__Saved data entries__
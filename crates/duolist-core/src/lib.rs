#![forbid(unsafe_code)]

//! Selection-and-partition engine for dual-list transfer controls.
//!
//! A transfer control splits one record collection into two panes (source
//! on the left, target on the right) and moves records between them. This
//! crate owns the data side of that control: how records partition across
//! the panes, how the per-pane selections evolve under select / select-all /
//! move / remove intents, and what gets reported back to the host. Rendering,
//! search inputs, pagination, and styling live with the host; they only
//! consume what this crate produces.
//!
//! The host keeps ownership of the data source and the target key sequence;
//! every operation reads them as arguments and moves are expressed as newly
//! produced key sequences handed back through [`TransferHooks`].
//!
//! # Example
//!
//! ```
//! use duolist_core::{Direction, Pane, TransferConfig, TransferEngine, TransferItem};
//!
//! let data = vec![
//!     TransferItem::new("1", ()),
//!     TransferItem::new("2", ()),
//!     TransferItem::new("3", ()),
//! ];
//! let target_keys = vec!["2".to_string()];
//!
//! let mut engine = TransferEngine::new(TransferConfig::new());
//! let split = engine.partition(&data, &target_keys);
//! assert_eq!(split.source_keys(), ["1", "3"]);
//!
//! engine.select_item(Pane::Source, "1", true);
//! let outcome = engine.move_to(Direction::Right, &data, &target_keys);
//! assert_eq!(outcome.new_target_keys, ["1", "2"]);
//! ```
//!
//! # Features
//!
//! - `state-persistence`: serde derives on [`TransferPersistState`] so
//!   selection state can survive sessions.
//! - `tracing`: structured debug events on selection changes and moves.

pub mod engine;
pub mod hooks;
pub mod item;
pub mod pane;
pub mod partition;
pub mod selection;

pub use engine::{TransferConfig, TransferEngine, TransferPersistState};
pub use hooks::{MoveOutcome, TransferHooks};
pub use item::{KeyFn, TransferItem};
pub use pane::{Direction, Pane};
pub use partition::{PaneEntry, Partition, partition};
pub use selection::SelectionState;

__Instructions for the task__
Reproduce exactly, please, only the lines from the start of the data above to the line that contains "move / remove", with both ends kept.

__Problem solution__
filename crates/duolist-core/src/lib.rs
#![forbid(unsafe_code)]

//! Selection-and-partition engine for dual-list transfer controls.
//!
//! A transfer control splits one record collection into two panes (source
//! on the left, target on the right) and moves records between them. This
//! crate owns the data side of that control: how records partition across
//! the panes, how the per-pane selections evolve under select / select-all /
//! move / remove intents, and what gets reported back to the host. Rendering,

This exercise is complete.